Nevertheless, I was quite proud of how she dealt with things at Christmas. I knew deep down she had some things to say but I did not know if, or how, she'd say them. Based on the past, I could have expected that she might make pointed jabs or make some kind of scene. She didn't do that and I'm very proud of her for it. What she did do is include in one of my gift boxes a copy of The Baptist Record with some articles marked that might be "of interest." I'm actually quite fine with this approach because it's far more adult than what I've come to expect and I enjoy reading religious publications because they give me something to consider.

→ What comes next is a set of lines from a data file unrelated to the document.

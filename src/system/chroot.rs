//! Changing the filesystem root for node conformance runs
//!
//! The containerized conformance test mounts the host root filesystem
//! read-only at [`super::ROOTFS`]. Validation chroots there so it checks the
//! host rather than the container image.

use anyhow::{Context, Result};
use std::path::Path;

/// Change the process root to `root` and move to its `/`
///
/// Requires CAP_SYS_CHROOT. Irreversible for the rest of the process.
pub fn enter_root(root: &Path) -> Result<()> {
    std::os::unix::fs::chroot(root)
        .with_context(|| format!("chroot {:?} failed", root))?;
    std::env::set_current_dir("/")
        .with_context(|| format!("chdir to / after chroot {:?} failed", root))?;

    tracing::info!(root = %root.display(), "changed filesystem root");
    Ok(())
}
//! System validation in a child process
//!
//! The test binary re-executes itself with `--system-validate-mode` and the
//! same flags it was given, so the child sees exactly the parent's
//! configuration. The child's combined output is already formatted and is
//! printed verbatim.

use crate::error::HarnessError;
use crate::exec::{reexec_command, CommandRunner};
use crate::mode::SYSTEM_VALIDATE_FLAG;
use anyhow::{Context, Result};
use std::ffi::OsString;
use std::path::Path;

/// Run system validation in a separate process and fail if it fails
///
/// `args` is the parent's argument list without the program name.
pub fn validate_system(runner: &dyn CommandRunner, test_bin: &Path, args: &[OsString]) -> Result<()> {
    let cmd = reexec_command(test_bin, &[SYSTEM_VALIDATE_FLAG], args);

    let out = runner
        .run(&cmd)
        .with_context(|| format!("system validation failed: can't run {}", test_bin.display()))?;

    print!("{}", out.output_lossy());

    if !out.success() {
        return Err(HarnessError::ValidationFailed(out.status_string()).into());
    }

    Ok(())
}

#[cfg(test)]
mod tests {
    use super::*;
    use crate::exec::mock::MockRunner;

    fn args(list: &[&str]) -> Vec<OsString> {
        list.iter().map(OsString::from).collect()
    }

    #[test]
    fn test_child_gets_parent_flags_plus_mode() {
        let runner = MockRunner::new();
        runner.push_success("OS: Linux\n");
        let parent = args(&["--node-name", "n1", "--report-dir", "/tmp/r", "--", "--focus", "x"]);

        validate_system(&runner, Path::new("/usr/local/bin/e2e_node"), &parent).unwrap();

        let calls = runner.calls();
        assert_eq!(calls.len(), 1);
        assert_eq!(calls[0].program, Path::new("/usr/local/bin/e2e_node"));

        let mut expected = args(&[SYSTEM_VALIDATE_FLAG]);
        expected.extend(parent.iter().cloned());
        assert_eq!(calls[0].args, expected);
    }

    #[test]
    fn test_nonzero_exit_is_validation_failure() {
        let runner = MockRunner::new();
        runner.push_exit(1, "KERNEL_VERSION: 2.6.32 (FAIL)\n");

        let err = validate_system(&runner, Path::new("/bin/e2e"), &[]).unwrap_err();
        assert!(matches!(
            err.downcast_ref::<HarnessError>(),
            Some(HarnessError::ValidationFailed(status)) if status == "exit status 1"
        ));
    }

    #[test]
    fn test_launch_failure_is_propagated() {
        let runner = MockRunner::new();
        runner.push_launch_error("No such file or directory");

        let err = validate_system(&runner, Path::new("/bin/e2e"), &[]).unwrap_err();
        let msg = format!("{:#}", err);
        assert!(msg.contains("can't run /bin/e2e"));
        assert!(msg.contains("No such file or directory"));
    }
}
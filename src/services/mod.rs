//! Service bundle lifecycle
//!
//! The node tests need an API server backed by etcd. The test process does
//! not run them itself: [`E2EServices::start`] re-executes the harness
//! binary with `--run-services-mode`, and that child ([`run_services`])
//! starts every configured service in order and supervises it until it is
//! told to stop.
//!
//! Stopping is always SIGTERM first, then SIGKILL after a grace period.

pub mod process;

use crate::config::ServiceConfig;
use crate::exec::reexec_command;
use crate::mode::{MONITOR_PARENT_FLAG, RUN_SERVICES_FLAG};
use anyhow::{Context, Result};
use process::{terminate, wait_for_port};
use std::ffi::OsString;
use std::path::{Path, PathBuf};
use std::process::{Child, Stdio};
use std::sync::atomic::{AtomicBool, Ordering};
use std::sync::{Arc, OnceLock};
use std::time::Duration;
use tokio::sync::Notify;
use tracing::{info, warn};

/// Grace period between SIGTERM and SIGKILL for one service
pub const SERVICE_STOP_GRACE: Duration = Duration::from_secs(5);

/// How often the supervisor checks its parent and its services
const SUPERVISE_INTERVAL: Duration = Duration::from_millis(500);

/// Name of the supervisor log inside the report directory
pub const SERVICES_LOG: &str = "services.log";

/// Handle on the services supervisor, held by the test process
pub struct E2EServices {
    monitor_parent: bool,
    health: Vec<(String, String, Duration)>,
    grace: Duration,
    child: Option<Child>,
    log_path: Option<PathBuf>,
}

impl E2EServices {
    /// `monitor_parent` makes the supervisor exit together with this process
    pub fn new(monitor_parent: bool, services: &[ServiceConfig]) -> Self {
        let health = services
            .iter()
            .filter_map(|s| {
                s.health_addr
                    .as_ref()
                    .map(|addr| (s.name.clone(), addr.clone(), s.startup_timeout()))
            })
            .collect();

        Self {
            monitor_parent,
            health,
            // The supervisor needs time to stop each of its services in turn
            grace: SERVICE_STOP_GRACE * (services.len() as u32 + 1),
            child: None,
            log_path: None,
        }
    }

    /// Launch the supervisor and wait until the bundle is healthy
    ///
    /// `args` are this process's arguments (without the program name); the
    /// supervisor parses the same configuration. Output goes to
    /// `<log_dir>/services.log` when `log_dir` is set.
    pub fn start(&mut self, exe: &Path, args: &[OsString], log_dir: Option<&Path>) -> Result<()> {
        if self.child.is_some() {
            anyhow::bail!("services are already started");
        }

        let mut flags = vec![RUN_SERVICES_FLAG];
        if self.monitor_parent {
            flags.push(MONITOR_PARENT_FLAG);
        }
        let mut cmd = reexec_command(exe, &flags, args).to_command();
        cmd.stdin(Stdio::null());

        if let Some(dir) = log_dir {
            let log_path = dir.join(SERVICES_LOG);
            let log_file = std::fs::File::create(&log_path)
                .with_context(|| format!("Failed to create service log file {}", log_path.display()))?;
            cmd.stdout(Stdio::from(log_file.try_clone()?));
            cmd.stderr(Stdio::from(log_file));
            info!("Service log: {}", log_path.display());
            self.log_path = Some(log_path);
        }

        let child = cmd
            .spawn()
            .with_context(|| format!("Failed to spawn services process {}", exe.display()))?;
        info!(pid = child.id(), "services process launched");
        self.child = Some(child);

        if let Err(e) = self.wait_healthy() {
            if let Err(stop_err) = self.stop() {
                warn!("Failed to clean up services after a failed start: {:#}", stop_err);
            }
            return Err(e);
        }

        info!("All services are up");
        Ok(())
    }

    fn wait_healthy(&mut self) -> Result<()> {
        for (name, addr, timeout) in &self.health {
            let child = match self.child.as_mut() {
                Some(child) => child,
                None => anyhow::bail!("services process is not running"),
            };
            wait_for_port(addr, *timeout, Some(child), None).with_context(|| {
                let log = self
                    .log_path
                    .as_ref()
                    .map(|p| format!(" (see {})", p.display()))
                    .unwrap_or_default();
                format!("service {} did not become healthy{}", name, log)
            })?;
        }
        Ok(())
    }

    /// Stop the supervisor, which stops the services in reverse order
    pub fn stop(&mut self) -> Result<()> {
        let mut child = match self.child.take() {
            Some(child) => child,
            None => return Ok(()),
        };

        info!(pid = child.id(), "stopping services");
        let status = terminate(&mut child, self.grace).context("Failed to stop services process")?;
        info!("Services process exited with {}", status);
        Ok(())
    }

    /// Whether the supervisor process is still alive
    pub fn is_running(&mut self) -> bool {
        match self.child.as_mut() {
            Some(child) => matches!(child.try_wait(), Ok(None)),
            None => false,
        }
    }

    pub fn log_path(&self) -> Option<&Path> {
        self.log_path.as_deref()
    }
}

/// A started service
struct RunningService {
    name: String,
    child: Child,
}

/// Services started in order, stopped in reverse
pub struct Bundle {
    running: Vec<RunningService>,
    grace: Duration,
}

impl Bundle {
    /// Start every service and wait for its health address
    ///
    /// On failure, whatever was already started is stopped again. Setting
    /// `cancel` aborts the startup the same way.
    pub fn start(services: &[ServiceConfig], grace: Duration, cancel: Option<&AtomicBool>) -> Result<Self> {
        let mut bundle = Self {
            running: Vec::with_capacity(services.len()),
            grace,
        };

        for service in services {
            let result = if cancel.map_or(false, |c| c.load(Ordering::SeqCst)) {
                Err(anyhow::anyhow!("cancelled before starting {}", service.name))
            } else {
                bundle.start_one(service, cancel)
            };
            if let Err(e) = result {
                bundle.stop();
                return Err(e);
            }
        }

        Ok(bundle)
    }

    fn start_one(&mut self, service: &ServiceConfig, cancel: Option<&AtomicBool>) -> Result<()> {
        let mut child = std::process::Command::new(&service.binary)
            .args(&service.args)
            .stdin(Stdio::null())
            .spawn()
            .with_context(|| format!("Failed to start {} ({})", service.name, service.binary.display()))?;
        info!(service = %service.name, pid = child.id(), "service started");

        if let Some(ref addr) = service.health_addr {
            if let Err(e) = wait_for_port(addr, service.startup_timeout(), Some(&mut child), cancel) {
                // Not yet in `running`, stop it here
                if let Err(stop_err) = terminate(&mut child, self.grace) {
                    warn!(service = %service.name, "Failed to stop service: {:#}", stop_err);
                }
                return Err(e.context(format!("service {} did not become healthy", service.name)));
            }
            info!(service = %service.name, addr = %addr, "service is healthy");
        }

        self.running.push(RunningService {
            name: service.name.clone(),
            child,
        });
        Ok(())
    }

    /// First service that exited on its own, if any
    pub fn exited_service(&mut self) -> Option<String> {
        self.running.iter_mut().find_map(|svc| match svc.child.try_wait() {
            Ok(Some(status)) => Some(format!("{} exited with {}", svc.name, status)),
            _ => None,
        })
    }

    /// Stop all services in reverse start order; returns their names in
    /// stop order
    pub fn stop(&mut self) -> Vec<String> {
        let mut stopped = Vec::with_capacity(self.running.len());
        while let Some(mut svc) = self.running.pop() {
            match terminate(&mut svc.child, self.grace) {
                Ok(status) => info!(service = %svc.name, "service stopped ({})", status),
                Err(e) => warn!(service = %svc.name, "Failed to stop service: {:#}", e),
            }
            stopped.push(svc.name);
        }
        stopped
    }

    pub fn len(&self) -> usize {
        self.running.len()
    }

    pub fn is_empty(&self) -> bool {
        self.running.is_empty()
    }
}

/// Shutdown request raised by SIGTERM or SIGINT
#[derive(Debug, Default)]
pub struct Shutdown {
    requested: AtomicBool,
    reason: OnceLock<String>,
    notify: Notify,
}

impl Shutdown {
    /// Record the request; the first reason wins
    pub fn request(&self, reason: impl Into<String>) {
        let _ = self.reason.set(reason.into());
        self.requested.store(true, Ordering::SeqCst);
        self.notify.notify_one();
    }

    pub fn is_requested(&self) -> bool {
        self.requested.load(Ordering::SeqCst)
    }

    /// Flag that blocking startup code polls
    pub fn flag(&self) -> &AtomicBool {
        &self.requested
    }

    pub fn reason(&self) -> String {
        self.reason
            .get()
            .cloned()
            .unwrap_or_else(|| "shutdown requested".to_string())
    }

    /// Resolve once a shutdown was requested
    pub async fn wait(&self) {
        while !self.is_requested() {
            self.notify.notified().await;
        }
    }
}

/// Route SIGTERM and SIGINT into `shutdown`
///
/// Once installed the signals no longer terminate the process.
pub fn install_signal_handlers(runtime: &tokio::runtime::Runtime, shutdown: Arc<Shutdown>) -> Result<()> {
    use tokio::signal::unix::{signal, SignalKind};

    let _guard = runtime.enter();
    let mut sigterm = signal(SignalKind::terminate()).context("Failed to install SIGTERM handler")?;
    let mut sigint = signal(SignalKind::interrupt()).context("Failed to install SIGINT handler")?;

    runtime.spawn(async move {
        let reason = tokio::select! {
            _ = sigterm.recv() => "received SIGTERM",
            _ = sigint.recv() => "received SIGINT",
        };
        shutdown.request(reason);
    });
    Ok(())
}

/// Services supervisor: the body of `--run-services-mode`
///
/// Blocks until SIGINT, SIGTERM, a service exiting, or (with
/// `monitor_parent`) the parent process going away. A signal during startup
/// stops the services started so far.
pub fn run_services(services: &[ServiceConfig], monitor_parent: bool) -> Result<()> {
    info!(count = services.len(), monitor_parent, "starting service bundle");
    let parent = unsafe { libc::getppid() };

    let runtime = tokio::runtime::Runtime::new().context("Failed to create tokio runtime")?;
    let shutdown = Arc::new(Shutdown::default());
    // Installed before the first service is spawned
    install_signal_handlers(&runtime, Arc::clone(&shutdown))?;

    let mut bundle = match Bundle::start(services, SERVICE_STOP_GRACE, Some(shutdown.flag())) {
        Ok(bundle) => bundle,
        Err(_) if shutdown.is_requested() => {
            info!("Service bundle startup interrupted: {}", shutdown.reason());
            return Ok(());
        }
        Err(e) => return Err(e),
    };
    info!("Service bundle is up");

    let reason = runtime.block_on(wait_for_shutdown(&mut bundle, &shutdown, monitor_parent.then_some(parent)));

    info!("Stopping service bundle: {}", reason);
    let stopped = bundle.stop();
    info!(services = ?stopped, "service bundle stopped");
    Ok(())
}

async fn wait_for_shutdown(bundle: &mut Bundle, shutdown: &Shutdown, parent: Option<libc::pid_t>) -> String {
    let mut ticker = tokio::time::interval(SUPERVISE_INTERVAL);

    loop {
        tokio::select! {
            _ = shutdown.wait() => return shutdown.reason(),
            _ = ticker.tick() => {
                if let Some(parent) = parent {
                    // Orphans are re-parented, so a changed ppid means the parent died
                    if unsafe { libc::getppid() } != parent {
                        return format!("parent process {} exited", parent);
                    }
                }
                if let Some(exited) = bundle.exited_service() {
                    warn!("{}", exited);
                    return exited;
                }
            }
        }
    }
}
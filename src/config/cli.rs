//! CLI argument parsing using clap

use clap::{ArgAction, Parser};
use std::path::PathBuf;

/// node-e2e - Node end-to-end test harness
#[derive(Parser, Debug, Clone)]
#[command(name = "node-e2e")]
#[command(version, about, long_about = None)]
pub struct Cli {
    /// Only run the service bundle (etcd, apiserver) in this process, do not run tests
    #[arg(long, hide = true, conflicts_with = "system_validate_mode")]
    pub run_services_mode: bool,

    /// Only run system validation in this process, do not run tests
    #[arg(long)]
    pub system_validate_mode: bool,

    /// Exit the service bundle when the parent test process goes away
    #[arg(long, hide = true)]
    pub monitor_parent: bool,

    /// Containerized node conformance run (host root filesystem mounted at /rootfs)
    #[arg(long)]
    pub node_conformance: bool,

    // === Node Options ===
    /// Name of the node under test (defaults to the hostname)
    #[arg(long, env = "NODE_E2E_NODE_NAME")]
    pub node_name: Option<String>,

    /// Kubeconfig used to reach the API server
    #[arg(long, env = "KUBECONFIG")]
    pub kubeconfig: Option<PathBuf>,

    /// API server URL used when no kubeconfig is given
    #[arg(long, default_value = "http://127.0.0.1:8080")]
    pub api_server: String,

    /// Container runtime binary checked during system validation (e.g., docker)
    #[arg(long)]
    pub container_runtime: Option<String>,

    // === Setup Options ===
    /// Pre-pull the images tests depend on before running
    #[arg(long, default_value_t = true, num_args = 0..=1, default_missing_value = "true", action = ArgAction::Set)]
    pub prepull_images: bool,

    /// Start the service bundle before the tests
    #[arg(long, default_value_t = true, num_args = 0..=1, default_missing_value = "true", action = ArgAction::Set)]
    pub start_services: bool,

    /// Stop the service bundle after the tests
    #[arg(long, default_value_t = true, num_args = 0..=1, default_missing_value = "true", action = ArgAction::Set)]
    pub stop_services: bool,

    /// Time to wait for the node to become ready (e.g., 2m, 90s)
    #[arg(long)]
    pub node_ready_timeout: Option<String>,

    /// Interval between node readiness checks (e.g., 1s, 500ms)
    #[arg(long)]
    pub node_ready_poll_interval: Option<String>,

    // === Parallel Options ===
    /// Index of this parallel worker (1-based)
    #[arg(long, default_value = "1", env = "NODE_E2E_PARALLEL_NODE")]
    pub parallel_node: usize,

    /// Total number of parallel workers
    #[arg(long, default_value = "1", env = "NODE_E2E_PARALLEL_TOTAL")]
    pub parallel_total: usize,

    /// Directory shared by the parallel workers of one run
    #[arg(long)]
    pub sync_dir: Option<PathBuf>,

    // === Runner Options ===
    /// Random seed (defaults to the current time)
    #[arg(long)]
    pub seed: Option<u64>,

    /// Shuffle the order of the spec commands
    #[arg(long)]
    pub randomize_all_specs: bool,

    // === Output Options ===
    /// Directory for JUnit reports and service logs
    #[arg(long)]
    pub report_dir: Option<PathBuf>,

    /// Prefix for JUnit report file names
    #[arg(long, default_value = "")]
    pub report_prefix: String,

    /// Log filter when RUST_LOG is unset (e.g., info, debug, node_e2e=trace)
    #[arg(long, default_value = "info")]
    pub log_level: String,

    // === Configuration File ===
    /// TOML harness configuration file
    #[arg(short = 'c', long)]
    pub config: Option<PathBuf>,

    /// Arguments passed through to every spec command
    #[arg(last = true)]
    pub spec_args: Vec<String>,
}

impl Cli {
    /// Parse CLI arguments
    pub fn parse_args() -> Self {
        Self::parse()
    }

    /// Validate CLI arguments
    pub fn validate(&self) -> anyhow::Result<()> {
        // The service bundle and validator children only need their own flags
        if self.run_services_mode || self.system_validate_mode {
            return Ok(());
        }

        if self.parallel_total == 0 {
            anyhow::bail!("parallel_total must be at least 1");
        }
        if self.parallel_node == 0 || self.parallel_node > self.parallel_total {
            anyhow::bail!(
                "parallel_node must be between 1 and {}, got {}",
                self.parallel_total,
                self.parallel_node
            );
        }
        if self.parallel_total > 1 && self.sync_dir.is_none() {
            anyhow::bail!("--sync-dir is required when running more than one parallel worker");
        }

        if self.report_prefix.contains('/') {
            anyhow::bail!("report_prefix must not contain '/'");
        }

        Ok(())
    }

    /// Whether the services are expected to stop after the tests
    pub fn services_stop_after_tests(&self) -> bool {
        self.start_services && self.stop_services
    }
}

#[cfg(test)]
mod tests {
    use super::*;

    fn parse(args: &[&str]) -> Cli {
        Cli::try_parse_from(std::iter::once("node-e2e").chain(args.iter().copied())).unwrap()
    }

    #[test]
    fn test_defaults() {
        let cli = parse(&[]);
        assert!(!cli.run_services_mode);
        assert!(!cli.system_validate_mode);
        assert!(cli.prepull_images);
        assert!(cli.start_services);
        assert!(cli.stop_services);
        assert_eq!(cli.parallel_node, 1);
        assert_eq!(cli.report_prefix, "");
        assert!(cli.validate().is_ok());
    }

    #[test]
    fn test_bool_flags_take_values() {
        let cli = parse(&["--prepull-images=false", "--start-services", "--stop-services", "false"]);
        assert!(!cli.prepull_images);
        assert!(cli.start_services);
        assert!(!cli.stop_services);
        assert!(!cli.services_stop_after_tests());
    }

    #[test]
    fn test_mode_flags_conflict() {
        let result = Cli::try_parse_from(["node-e2e", "--run-services-mode", "--system-validate-mode"]);
        assert!(result.is_err());
    }

    #[test]
    fn test_spec_args_after_separator() {
        let cli = parse(&["--node-name", "n1", "--", "--focus", "Conformance"]);
        assert_eq!(cli.node_name.as_deref(), Some("n1"));
        assert_eq!(cli.spec_args, vec!["--focus", "Conformance"]);
    }

    #[test]
    fn test_validate_parallel() {
        let cli = parse(&["--parallel-node", "3", "--parallel-total", "2"]);
        assert!(cli.validate().is_err());

        let cli = parse(&["--parallel-node", "2", "--parallel-total", "2"]);
        assert!(cli.validate().is_err(), "sync dir is required");

        let cli = parse(&["--parallel-node", "2", "--parallel-total", "2", "--sync-dir", "/tmp/sync"]);
        assert!(cli.validate().is_ok());
    }

    #[test]
    fn test_validate_skipped_in_child_modes() {
        let cli = parse(&["--system-validate-mode", "--parallel-node", "0"]);
        assert!(cli.validate().is_ok());
    }

    #[test]
    fn test_validate_report_prefix() {
        let cli = parse(&["--report-prefix", "a/b"]);
        assert!(cli.validate().is_err());
    }
}
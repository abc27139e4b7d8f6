//! node-e2e CLI entry point

use anyhow::Result;
use node_e2e::config::cli::Cli;
use node_e2e::config::toml::load_config;
use node_e2e::mode::RunMode;
use node_e2e::system::{self, chroot, SystemValidator, ROOTFS};
use node_e2e::{services, suite};
use std::path::Path;
use tracing_subscriber::EnvFilter;

fn main() -> Result<()> {
    let cli = Cli::parse_args();
    init_logging(&cli.log_level);
    cli.validate()?;

    match RunMode::from_cli(&cli) {
        RunMode::Services => run_services(&cli),
        RunMode::SystemValidate => run_system_validate(&cli),
        RunMode::Suite => {
            println!("node-e2e v{}", env!("CARGO_PKG_VERSION"));
            println!();
            suite::run(&cli)
        }
    }
}

/// Log to stderr, RUST_LOG taking precedence over --log-level
fn init_logging(level: &str) {
    let filter = EnvFilter::try_from_default_env()
        .or_else(|_| EnvFilter::try_new(level))
        .unwrap_or_else(|_| EnvFilter::new("info"));

    tracing_subscriber::fmt()
        .with_env_filter(filter)
        .with_writer(std::io::stderr)
        .with_target(false)
        .init();
}

/// Run the service bundle until signalled
fn run_services(cli: &Cli) -> Result<()> {
    let config = load_config(cli)?;
    services::run_services(&config.services, cli.monitor_parent)
}

/// Validate the host and exit
fn run_system_validate(cli: &Cli) -> Result<()> {
    // Read the config before the root changes under us
    let config = load_config(cli)?;

    if cli.node_conformance {
        chroot::enter_root(Path::new(ROOTFS))?;
    }

    let validator = SystemValidator::new("/")
        .with_cgroup_subsystems(config.validation.cgroup_subsystems)
        .with_runtime(cli.container_runtime.clone());
    system::validate(&validator)
}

And so it was with this issue of the paper. The third article was a large, 3/4 page write-up on the death of Christopher Hitchens. It gave a little background about him and his "new atheism." It quoted a few religious folks who were mostly oozing with sympathy and sorrow over his demise. But it was the tweet by Alfred Mohler, president of the Southern Baptist Convention, that really caught my eye:
The death tonight of Christopher Hitchens is an excruciating reminder of the consequences of unbelief. We can only pray others will believe. The point about Christopher Hitchens is not that he died of unbelief, but that his unbelief is all that matters now. Unspeakably sad.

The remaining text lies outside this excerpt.